Начальник дивизии временно командует корпусом, а бригадный генерал — дивизией. Интерес в области религии слабый...
Виделся вчера с Евгением Яковлевичем. Он произведен в полковники и командует теперь дивизионом, а скоро уходит в бригаду. Имеет Вас пригласить на 21 число в 6 батарею. И так приезжайте 20-го утром на ст. Маневичи, там уже будут ждать Вас лошади с 6-й батареи. Евгений Яковлевич вышлет непременно. В этом можно быть вполне уверенным.
Как бы хотел я свидаться с Вами.
О представлении меня к камилавке дело начато по вашим отчетам, но результат неизвестен. Представление к наперсному кресту подготовлено, но не послано, т.к. нет предложения от властей представить по назначению наградные списки. И лежат они, дожидаясь движения, а движения может и не быть, т.к. теперь военные власти, отложив все, заняты вопросом ликвидации войны и поисками верховной власти.
Сообщите, глубокоуважаемый о. Петр, приедете ли 20-го.
Молитвенно пожелав Вам всего наилучшего, жду Ваши назидания и подкрепления в терпении скорбей.
Искренно уважающий Вас
Ваш богомолец священник Григорий Корсунов.
1917 г. 9 ноября.
Глубокоуважаемый
о. Петр!
Очень и очень жалею, что вы не приехали в бригаду на 21-е ноября. Экипаж был выслан из 6-й батареи на утро 20 числа и даже до утра 21-го оставался на вокзале Маневичи. М.б. письма Евгения Яковлевича Вакара и мое не были своевременно получены. Я был бы весьма утешен, если бы Вы избрали сами и назначили день приезда на 6-ю батарею.
Жизнь в бригаде идет по-прежнему.
На днях меня посетил о. благочинный. Шлет Вам свой привет.
Сегодня узнал, что представления к наградам, наконец, отправлены, в том числе и мое. Но, как офицеры не надеются особенно на получение по обстоятельствам времени, так и я не льщу себя надеждою...
С прихода вести идут неутешительные. Не забудьте меня в святых молитвах Ваших. Сильно нуждаюсь я, грешный, в молитвах о себе.
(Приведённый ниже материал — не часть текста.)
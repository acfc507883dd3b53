//! Environment Variable Configuration Provider
//!
//! Dotted keys map to upper-snake variables: `custom.node.paths` is read from
//! `CUSTOM_NODE_PATHS`.

use super::provider::ConfigProvider;
use super::{ConfigError, ConfigResult};

/// Read-only environment variable configuration provider.
#[derive(Debug, Clone, Default)]
pub struct EnvConfigProvider {
    prefix: Option<String>,
}

impl EnvConfigProvider {
    pub fn new() -> Self {
        Self { prefix: None }
    }

    pub fn prefixed(prefix: impl Into<String>) -> Self {
        Self {
            prefix: Some(prefix.into()),
        }
    }

    fn env_key(&self, key: &str) -> String {
        let base = key.to_uppercase().replace('.', "_");
        match &self.prefix {
            Some(prefix) => format!("{}{}", prefix, base),
            None => base,
        }
    }
}

#[async_trait::async_trait]
impl ConfigProvider for EnvConfigProvider {
    fn name(&self) -> &str {
        "env"
    }

    async fn get_raw(&self, key: &str) -> ConfigResult<Option<String>> {
        match std::env::var(self.env_key(key)) {
            Ok(value) => Ok(Some(value)),
            Err(std::env::VarError::NotPresent) => Ok(None),
            Err(e) => Err(ConfigError::Env(e)),
        }
    }
}

#[cfg(test)]
mod tests {
    use super::*;

    #[test]
    fn test_env_key_conversion() {
        let provider = EnvConfigProvider::new();
        assert_eq!(provider.env_key("custom.node.paths"), "CUSTOM_NODE_PATHS");
        assert_eq!(provider.env_key("node.db.path"), "NODE_DB_PATH");

        let provider = EnvConfigProvider::prefixed("CATALOG_");
        assert_eq!(provider.env_key("node.db.path"), "CATALOG_NODE_DB_PATH");
    }

    #[tokio::test]
    async fn test_env_provider_get() {
        let provider = EnvConfigProvider::prefixed("NODE_CATALOG_TEST_");

        // SAFETY: Test-only environment setup
        unsafe { std::env::set_var("NODE_CATALOG_TEST_CUSTOM_NODE_PATHS", "/a,/b") };
        let value = provider.get_raw("custom.node.paths").await.unwrap();
        assert_eq!(value, Some("/a,/b".to_string()));
        unsafe { std::env::remove_var("NODE_CATALOG_TEST_CUSTOM_NODE_PATHS") };
    }

    #[tokio::test]
    async fn test_env_provider_not_found() {
        let provider = EnvConfigProvider::prefixed("NONEXISTENT_PREFIX_");
        let value = provider.get_raw("some.key").await.unwrap();
        assert_eq!(value, None);
    }
}
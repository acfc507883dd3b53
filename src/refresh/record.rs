use std::path::PathBuf;

use serde::{Deserialize, Serialize};
use serde_json::{Map, Value};

use crate::common::SourceType;

/// Field names owned by [`ParsedNode`]. Description keys with these names are
/// never copied into `extra`, since they would collide when flattened.
pub(crate) const RESERVED_FIELDS: &[&str] = &[
    "nodeType",
    "displayName",
    "packageName",
    "isAITool",
    "isTrigger",
    "hasToolVariant",
    "toolVariantOf",
    "sourceType",
    "sourcePath",
];

/// Structured metadata for one node, as persisted by a [`NodeRepository`](super::NodeRepository).
#[derive(Debug, Clone, Default, PartialEq, Serialize, Deserialize)]
#[serde(rename_all = "camelCase")]
pub struct ParsedNode {
    #[serde(default)]
    pub node_type: String,
    #[serde(default)]
    pub display_name: String,
    #[serde(default)]
    pub package_name: String,
    #[serde(default, rename = "isAITool")]
    pub is_ai_tool: bool,
    #[serde(default)]
    pub is_trigger: bool,
    #[serde(default)]
    pub has_tool_variant: bool,
    #[serde(default, skip_serializing_if = "Option::is_none")]
    pub tool_variant_of: Option<String>,
    #[serde(default)]
    pub source_type: SourceType,
    #[serde(default, skip_serializing_if = "Option::is_none")]
    pub source_path: Option<PathBuf>,
    /// Remaining description fields, carried through persistence untouched.
    #[serde(flatten)]
    pub extra: Map<String, Value>,
}

impl ParsedNode {
    pub fn new(node_type: impl Into<String>, display_name: impl Into<String>) -> Self {
        Self {
            node_type: node_type.into(),
            display_name: display_name.into(),
            ..Default::default()
        }
    }

    pub fn has_required_fields(&self) -> bool {
        !self.node_type.trim().is_empty() && !self.display_name.trim().is_empty()
    }

    /// AI-capable nodes that are not triggers get a tool variant.
    pub fn is_tool_variant_eligible(&self) -> bool {
        self.is_ai_tool && !self.is_trigger
    }

    pub fn set_provenance(&mut self, source_type: SourceType, source_path: Option<PathBuf>) {
        self.source_type = source_type;
        self.source_path = source_path;
    }

    pub fn is_custom(&self) -> bool {
        self.source_type.is_custom()
    }
}
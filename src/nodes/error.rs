use std::path::PathBuf;

/// Failures while resolving or loading node packages.
///
/// None of these abort a batch: each one reduces the nodes produced by a
/// single path, package or entry and is reported as a warning or a
/// package-level error.
#[derive(Debug, Clone, PartialEq, Eq, thiserror::Error)]
pub enum LoadError {
    #[error("Parent directory does not exist: {}", path.display())]
    ParentDirectoryMissing { path: PathBuf },

    #[error("Path does not exist: {}", path.display())]
    PathMissing { path: PathBuf },

    #[error("No package.json found in: {}", path.display())]
    ManifestMissing { path: PathBuf },

    #[error("Failed to read manifest {}: {reason}", path.display())]
    ManifestUnreadable { path: PathBuf, reason: String },

    #[error("No n8n.nodes array found in {package}/package.json")]
    NodeListMissing { package: String },

    #[error("Node file not found: {}", path.display())]
    EntryFileMissing { path: PathBuf },

    #[error("Failed to load node from {}: {reason}", path.display())]
    EntryLoadFailed { path: PathBuf, reason: String },

    #[error("No valid export found for {node} in {package}")]
    NoValidExport { node: String, package: String },

    #[error("Package '{package}' not found (searched {} locations)", searched.len())]
    PackageNotFound {
        package: String,
        searched: Vec<PathBuf>,
    },

    #[error("Failed to scan directory {}: {reason}", path.display())]
    ScanFailed { path: PathBuf, reason: String },
}

impl LoadError {
    pub(crate) fn entry_load(path: impl Into<PathBuf>, reason: impl ToString) -> Self {
        Self::EntryLoadFailed {
            path: path.into(),
            reason: reason.to_string(),
        }
    }
}
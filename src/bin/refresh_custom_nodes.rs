//! Re-index custom node packages into the node catalogue.
//!
//! Usage:
//!   refresh-custom-nodes                              # paths from CUSTOM_NODE_PATHS
//!   refresh-custom-nodes /opt/nodes/n8n-nodes-acme /opt/more-nodes/*
//!   refresh-custom-nodes --db ./data/nodes.json --json
//!   refresh-custom-nodes --init                       # create ./data/nodes.json first

use std::path::PathBuf;
use std::process::ExitCode;

use clap::Parser;
use node_catalog::Error;
use node_catalog::config::{ConfigBuilder, RefreshSettings};
use node_catalog::refresh::{CustomNodeRefresher, JsonFileNodeStore};
use tracing_subscriber::EnvFilter;

#[derive(Parser, Debug)]
#[command(name = "refresh-custom-nodes")]
#[command(about = "Reload custom node packages and update the node catalogue")]
struct Cli {
    /// Package directories or parent directories ending in `/*`.
    /// Overrides CUSTOM_NODE_PATHS when given.
    paths: Vec<String>,
    /// Node catalogue location. Overrides NODE_DB_PATH.
    #[arg(long)]
    db: Option<PathBuf>,
    /// Create an empty catalogue at the --db path (or ./data/nodes.json)
    /// when none exists yet.
    #[arg(long)]
    init: bool,
    /// Print the result as JSON.
    #[arg(long)]
    json: bool,
}

fn init_logging() {
    let filter = EnvFilter::try_from_default_env().unwrap_or_else(|_| EnvFilter::new("info"));
    tracing_subscriber::fmt()
        .with_env_filter(filter)
        .with_writer(std::io::stderr)
        .init();
}

async fn run(cli: Cli) -> node_catalog::Result<()> {
    let config = ConfigBuilder::new().env().build();
    let mut settings = RefreshSettings::load(&config).await?;
    if let Some(db) = cli.db {
        settings = settings.with_database_path(db);
    }

    let store = JsonFileNodeStore::from_settings(&settings);
    if cli.init {
        store.initialize().await.map_err(Error::StoreUnavailable)?;
    }
    let refresher = CustomNodeRefresher::new(store).with_settings(settings);

    let override_paths = (!cli.paths.is_empty()).then_some(cli.paths);
    let result = refresher.refresh(override_paths).await?;

    if cli.json {
        println!("{}", serde_json::to_string_pretty(&result)?);
    } else {
        println!("{}", result.message());
        for error in &result.errors {
            println!("  - {}", error);
        }
    }
    Ok(())
}

#[tokio::main]
async fn main() -> ExitCode {
    init_logging();

    match run(Cli::parse()).await {
        Ok(()) => ExitCode::SUCCESS,
        Err(e) => {
            eprintln!("Error: {}", e);
            ExitCode::FAILURE
        }
    }
}
mod node_name;
mod paths;
mod source_type;

pub use node_name::derive_node_name;
pub(crate) use paths::{absolute, normalize, resolve_relative};
pub use source_type::SourceType;
//! In-memory configuration, for tests and code-defined settings.

use std::collections::HashMap;

use tokio::sync::RwLock;

use super::ConfigResult;
use super::provider::ConfigProvider;

#[derive(Debug)]
pub struct MemoryConfigProvider {
    data: RwLock<HashMap<String, String>>,
    name: String,
}

impl Default for MemoryConfigProvider {
    fn default() -> Self {
        Self::new()
    }
}

impl MemoryConfigProvider {
    pub fn new() -> Self {
        Self::named("memory")
    }

    pub fn named(name: impl Into<String>) -> Self {
        Self {
            data: RwLock::new(HashMap::new()),
            name: name.into(),
        }
    }

    pub fn from_data(data: HashMap<String, String>) -> Self {
        Self {
            data: RwLock::new(data),
            name: "memory".to_string(),
        }
    }

    /// Builder-style insert, usable before the provider is shared.
    pub fn value(mut self, key: impl Into<String>, value: impl Into<String>) -> Self {
        self.data.get_mut().insert(key.into(), value.into());
        self
    }

    pub async fn insert(&self, key: impl Into<String>, value: impl Into<String>) {
        self.data.write().await.insert(key.into(), value.into());
    }

    pub async fn remove(&self, key: &str) -> bool {
        self.data.write().await.remove(key).is_some()
    }

    pub async fn len(&self) -> usize {
        self.data.read().await.len()
    }

    pub async fn is_empty(&self) -> bool {
        self.data.read().await.is_empty()
    }
}

#[async_trait::async_trait]
impl ConfigProvider for MemoryConfigProvider {
    fn name(&self) -> &str {
        &self.name
    }

    async fn get_raw(&self, key: &str) -> ConfigResult<Option<String>> {
        Ok(self.data.read().await.get(key).cloned())
    }
}
//! # node-catalog
//!
//! Discovery, loading and re-indexing of node packages for an automation
//! platform.
//!
//! Node packages are directories with a `package.json` that declares node
//! entry files under `n8n.nodes`. This crate resolves package locations,
//! loads their entries through pluggable loader strategies with cache
//! invalidation for hot reload, and refreshes a persisted node catalogue
//! with per-item error reporting.
//!
//! ## Quick Start
//!
//! ```rust,no_run
//! use node_catalog::config::ConfigBuilder;
//! use node_catalog::refresh::CustomNodeRefresher;
//!
//! #[tokio::main]
//! async fn main() -> Result<(), node_catalog::Error> {
//!     let config = ConfigBuilder::new().env().build();
//!     let refresher = CustomNodeRefresher::from_config(&config).await?;
//!     let result = refresher.refresh(None).await?;
//!     println!("{}", result.message());
//!     for error in &result.errors {
//!         eprintln!("  {}", error);
//!     }
//!     Ok(())
//! }
//! ```
//!
//! ## Loading Without Persisting
//!
//! ```rust,no_run
//! use node_catalog::nodes::NodeLoader;
//!
//! # async fn example() {
//! let loader = NodeLoader::new();
//! let outcome = loader.load_custom_nodes(&["/opt/custom-nodes/*"]).await;
//! for node in &outcome.nodes {
//!     println!("{} / {}", node.package_name, node.node_name);
//! }
//! for warning in &outcome.warnings {
//!     eprintln!("skipped: {}", warning);
//! }
//! # }
//! ```

#![cfg_attr(docsrs, feature(doc_cfg))]
#![allow(missing_docs)]
#![deny(rustdoc::broken_intra_doc_links)]

pub mod common;
pub mod config;
pub mod nodes;
pub mod refresh;

pub use common::{SourceType, derive_node_name};
pub use config::{
    CompositeConfigProvider, ConfigBuilder, ConfigError, ConfigProvider, EnvConfigProvider,
    MemoryConfigProvider, RefreshSettings,
};
pub use nodes::{
    CustomNodeSource, LoadError, LoadOutcome, LoadedNode, ModuleCache, ModuleExports,
    ModuleStrategy, NodeImplementation, NodeLoader, PathResolver,
};
pub use refresh::{
    CustomNodeRefresher, DescriptionParser, JsonFileNodeStore, MemoryNodeStore, NodeParser,
    NodeRepository, NodeStore, ParsedNode, RefreshResult, StoreError, SuffixToolVariantGenerator,
    ToolVariantGenerator,
};

/// Error type for node-catalog operations.
///
/// Loading and persistence failures of individual packages or nodes are not
/// errors at this level; they are reported through
/// [`LoadOutcome`] and [`RefreshResult`].
#[derive(Debug, thiserror::Error)]
#[non_exhaustive]
pub enum Error {
    /// The node store could not be located or opened.
    #[error("Node store unavailable: {0}")]
    StoreUnavailable(#[source] StoreError),

    /// Invalid configuration value.
    #[error("Configuration error: {0}")]
    Config(#[from] ConfigError),

    /// JSON serialization or deserialization failed.
    #[error("JSON error: {0}")]
    Json(#[from] serde_json::Error),
}

impl Error {
    pub fn is_store_unavailable(&self) -> bool {
        matches!(self, Error::StoreUnavailable(_))
    }
}

pub type Result<T> = std::result::Result<T, Error>;
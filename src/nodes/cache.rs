use std::path::{Path, PathBuf};
use std::sync::Arc;

use dashmap::DashMap;

use super::module::ModuleExports;
use crate::common::normalize;

/// Loaded modules keyed by normalised file path.
///
/// Clones share the same entries. A package must be invalidated before its
/// files are loaded again, otherwise the previous exports are served.
#[derive(Debug, Clone, Default)]
pub struct ModuleCache {
    entries: Arc<DashMap<PathBuf, ModuleExports>>,
}

impl ModuleCache {
    pub fn new() -> Self {
        Self::default()
    }

    pub fn get(&self, path: &Path) -> Option<ModuleExports> {
        self.entries.get(&normalize(path)).map(|e| e.value().clone())
    }

    pub fn insert(&self, path: &Path, exports: ModuleExports) {
        self.entries.insert(normalize(path), exports);
    }

    pub fn contains(&self, path: &Path) -> bool {
        self.entries.contains_key(&normalize(path))
    }

    /// Removes every entry under `package_path`. Returns the number removed.
    pub fn invalidate(&self, package_path: &Path) -> usize {
        let prefix = normalize(package_path);
        let before = self.entries.len();
        self.entries.retain(|key, _| !key.starts_with(&prefix));
        let removed = before.saturating_sub(self.entries.len());
        if removed > 0 {
            tracing::debug!(path = %prefix.display(), removed, "Invalidated cached modules");
        }
        removed
    }

    /// Removes a single file's entry.
    pub fn evict(&self, file: &Path) -> bool {
        self.entries.remove(&normalize(file)).is_some()
    }

    pub fn len(&self) -> usize {
        self.entries.len()
    }

    pub fn is_empty(&self) -> bool {
        self.entries.is_empty()
    }

    pub fn clear(&self) {
        self.entries.clear();
    }
}
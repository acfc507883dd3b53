//! Metadata extraction from loaded node implementations.

use serde_json::Value;

use super::record::{ParsedNode, RESERVED_FIELDS};
use crate::nodes::NodeImplementation;

#[derive(Debug, Clone, PartialEq, Eq, thiserror::Error)]
pub enum ParseError {
    #[error("node description must be a JSON object, found {found}")]
    NotAnObject { found: &'static str },

    #[error("invalid field '{field}': {reason}")]
    InvalidField { field: String, reason: String },
}

pub trait NodeParser: Send + Sync {
    fn parse(
        &self,
        implementation: &NodeImplementation,
        package_name: &str,
    ) -> Result<ParsedNode, ParseError>;
}

const TRIGGER_GROUP: &str = "trigger";
const TRIGGER_SUFFIX: &str = "Trigger";

/// Reads the node description document.
///
/// `name` becomes `<package>.<name>` unless it is already qualified.
/// Missing `name` or `displayName` yields empty fields rather than an error,
/// so callers can report the record as incomplete.
#[derive(Debug, Clone, Copy, Default)]
pub struct DescriptionParser;

impl DescriptionParser {
    fn node_type(name: &str, package_name: &str) -> String {
        if name.is_empty() || name.contains('.') {
            name.to_string()
        } else {
            format!("{package_name}.{name}")
        }
    }

    fn is_trigger(description: &serde_json::Map<String, Value>, name: &str) -> bool {
        let in_trigger_group = description
            .get("group")
            .and_then(Value::as_array)
            .is_some_and(|groups| groups.iter().any(|g| g.as_str() == Some(TRIGGER_GROUP)));
        in_trigger_group || name.ends_with(TRIGGER_SUFFIX)
    }
}

impl NodeParser for DescriptionParser {
    fn parse(
        &self,
        implementation: &NodeImplementation,
        package_name: &str,
    ) -> Result<ParsedNode, ParseError> {
        let description = match implementation.description() {
            Value::Object(map) => map,
            other => {
                return Err(ParseError::NotAnObject {
                    found: json_kind(other),
                });
            }
        };

        let name = optional_str(description, "name")?.unwrap_or_default();
        let display_name = optional_str(description, "displayName")?.unwrap_or_default();
        let is_ai_tool = description
            .get("usableAsTool")
            .and_then(Value::as_bool)
            .unwrap_or(false);

        let extra = description
            .iter()
            .filter(|(key, _)| !RESERVED_FIELDS.contains(&key.as_str()))
            .map(|(key, value)| (key.clone(), value.clone()))
            .collect();

        Ok(ParsedNode {
            node_type: Self::node_type(name, package_name),
            display_name: display_name.to_string(),
            package_name: package_name.to_string(),
            is_ai_tool,
            is_trigger: Self::is_trigger(description, name),
            extra,
            ..Default::default()
        })
    }
}

fn optional_str<'a>(
    description: &'a serde_json::Map<String, Value>,
    field: &str,
) -> Result<Option<&'a str>, ParseError> {
    match description.get(field) {
        None | Some(Value::Null) => Ok(None),
        Some(Value::String(s)) => Ok(Some(s.as_str())),
        Some(other) => Err(ParseError::InvalidField {
            field: field.to_string(),
            reason: format!("expected string, found {}", json_kind(other)),
        }),
    }
}

fn json_kind(value: &Value) -> &'static str {
    match value {
        Value::Null => "null",
        Value::Bool(_) => "boolean",
        Value::Number(_) => "number",
        Value::String(_) => "string",
        Value::Array(_) => "array",
        Value::Object(_) => "object",
    }
}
Искренно уважающий Вас, Свящ. Григорий Корсунов.
23 ноября 1917 г.
Погр. Арт. Бригада.
Глубокоуважаемый
Архимандрит Петр!
Ваше приветствие с добрыми пожеланиями получил 8 января, благодарю Вас от глубины души за добрую память. Открытое письмо Ваше было для меня большой радостью. Примите мои и от моего семейства поздравления с наступившим годом и лучшие пожелания Вам здоровья и душевного спокойствия. Одного желания, конечно, недостаточно, как его осуществить при существующей анархии, не пришлось бы немцам быть нашими желанными гостями и доказать нам, что блаженными мечтами Керенского не придется народу жить, должна быть твердая власть, чтобы подчинить обезумевшую толпу. Русский народ всегда был вор, новый режим его сделал грабителем.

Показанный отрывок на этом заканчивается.